The move also rankled some of those on the ground in New York the day of the 2001 attack on the Twin Towers.
“The ridiculousness of what we get from our government,” Tom Von Essen, New York’s fire commissioner during 9/11, told the New York Post. “They will run the vaccine down to those lowlifes at Guantanamo Bay before every resident of the United States of America gets it is the theater of the absurd.”
The military began vaccinating the 6,000 residents of the base at the beginning of the month, including the 1,500 troops assigned to the detention center. It’s unknown how many at Guantánamo, detainee and otherwise, have contracted Covid, after the Pentagon in March prohibited commanders from publicly reporting new cases out of security concerns.
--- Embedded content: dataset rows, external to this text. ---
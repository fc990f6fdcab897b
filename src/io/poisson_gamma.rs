//! Analytic Poisson-gamma input file.
//!
//! Same comment, header and counts conventions as the table format, followed
//! by either two lines (fixed responses, fixed backgrounds) or four lines
//! (response shapes, response rates, background shapes, background rates).

use std::path::Path;

use crate::error::AppError;
use crate::io::table::{Row, in_file, parse_preamble, parse_values, read_text};
use crate::models::{MultiPoissonGamma, Nuisance};

pub fn read_poisson_gamma(path: &Path) -> Result<MultiPoissonGamma, AppError> {
    let text = read_text(path)?;
    parse_poisson_gamma(&text).map_err(|e| in_file(path, e))
}

pub fn parse_poisson_gamma(text: &str) -> Result<MultiPoissonGamma, AppError> {
    let pre = parse_preamble(text)?;
    if pre.layout.lumi_column {
        return Err(AppError::format(
            "Poisson-gamma files take no luminosity column; use --lumi instead.",
        ));
    }
    let nbins = pre.layout.nbins();
    let rows = &pre.rows;

    let (response, background) = match rows.len() {
        2 => (
            fixed_line(&rows[0], nbins, "response")?,
            fixed_line(&rows[1], nbins, "background")?,
        ),
        4 => (
            gamma_lines(&rows[0], &rows[1], nbins, "response")?,
            gamma_lines(&rows[2], &rows[3], nbins, "background")?,
        ),
        n => {
            return Err(AppError::format(format!(
                "Expected 2 (fixed) or 4 (shape/rate) parameter lines after the counts, found {n}."
            )));
        }
    };

    MultiPoissonGamma::new(pre.layout.labels, pre.counts, response, background)
}

fn fixed_line(row: &Row<'_>, nbins: usize, what: &str) -> Result<Vec<Nuisance>, AppError> {
    parse_values(row, nbins, what)?
        .into_iter()
        .map(|v| Nuisance::fixed(v).map_err(|e| at_line(row, e)))
        .collect()
}

fn gamma_lines(shape: &Row<'_>, rate: &Row<'_>, nbins: usize, what: &str) -> Result<Vec<Nuisance>, AppError> {
    let shapes = parse_values(shape, nbins, &format!("{what} shape"))?;
    let rates = parse_values(rate, nbins, &format!("{what} rate"))?;
    shapes
        .into_iter()
        .zip(rates)
        .map(|(k, r)| Nuisance::gamma(k, r).map_err(|e| at_line(shape, e)))
        .collect()
}

fn at_line(row: &Row<'_>, e: AppError) -> AppError {
    AppError::new(e.kind(), format!("line {}: {}", row.line, e.message()))
}

#[cfg(test)]
mod tests {
    use super::*;
    use crate::error::ErrorKind;
    use crate::models::CountingModel;
    use std::io::Write;

    #[test]
    fn two_line_file_gives_fixed_nuisances() {
        let model = parse_poisson_gamma("# fixed\nsr1 sr2\n2 4\n1.0 0.5\n0.3 1.2\n").unwrap();
        assert_eq!(model.labels(), &["sr1".to_string(), "sr2".to_string()]);
        assert_eq!(model.response(), &[Nuisance::Fixed(1.0), Nuisance::Fixed(0.5)]);
        assert_eq!(model.background(), &[Nuisance::Fixed(0.3), Nuisance::Fixed(1.2)]);
    }

    #[test]
    fn four_line_file_gives_gamma_nuisances() {
        let mut file = tempfile::NamedTempFile::new().unwrap();
        write!(file, "3\n10.5\n10\n4.5\n2\n").unwrap();
        let model = read_poisson_gamma(file.path()).unwrap();
        assert_eq!(model.counts(), &[3]);
        assert_eq!(model.response(), &[Nuisance::Gamma { shape: 10.5, rate: 10.0 }]);
        assert_eq!(model.background()[0].mean(), 2.25);
    }

    #[test]
    fn wrong_parameter_line_count_is_format_error() {
        for text in ["3\n1.0\n", "3\n1\n1\n1\n", "3\n1\n1\n1\n1\n1\n"] {
            let err = parse_poisson_gamma(text).unwrap_err();
            assert_eq!(err.kind(), ErrorKind::Format, "{text:?}");
        }
    }

    #[test]
    fn non_positive_shape_or_rate_is_format_error() {
        let err = parse_poisson_gamma("3\n0.0\n1.0\n1.0\n1.0\n").unwrap_err();
        assert_eq!(err.kind(), ErrorKind::Format);
        assert!(err.message().contains("line 2"));
        let err = parse_poisson_gamma("3\n1.0\n1.0\n1.0\n-2\n").unwrap_err();
        assert_eq!(err.kind(), ErrorKind::Format);
    }

    #[test]
    fn missing_file_is_io_error() {
        let dir = tempfile::tempdir().unwrap();
        let err = read_poisson_gamma(&dir.path().join("absent.txt")).unwrap_err();
        assert_eq!(err.kind(), ErrorKind::Io);
    }
}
The Trump administration previously declined to comment on whether prisoners were getting the coronavirus jab.
Vaccination was a major hurdle ahead of a 22 February arraignment for three prisoners accused of conspiring in deadly terror attacks in Indonesia in 2002 and 2003, which would’ve been the first arraignment since 2014.
The Obama administration tried and failed to shut down the $445 million-a-year facility, but was blocked by Congress from transferring prisoners to the mainland US to face trial in federal court, so resorted to reviewing the cases of those deemed unnecessary for detention and releasing them.
During the Trump years, the president essential stopped these reviews, and the office responsible for resettling them closed down.
The facility once held around 700 people at its peak but is now down to 40 detainees, including who were cleared for release but languish inside the facility anyway.
The others, including the 9/11 plotters, who still await trials, face a process that has often moved extremely slowly, thanks to years of appeals, constantly changing judges, efforts to exclude evidence obtained by torture, and incursions from federal authorities included secret listening devices in attorney-client meeting rooms and FBI informants within defense teams. Some have remained at the facility longer than they would’ve been in prison if convicted on terrorism charges.
The Biden administration’s secretary of defense Lloyd Austin has said he would follow through on former president Obama’s promises to shutter the controversial facility, which critics argue violates international law against torture and indefinite detention.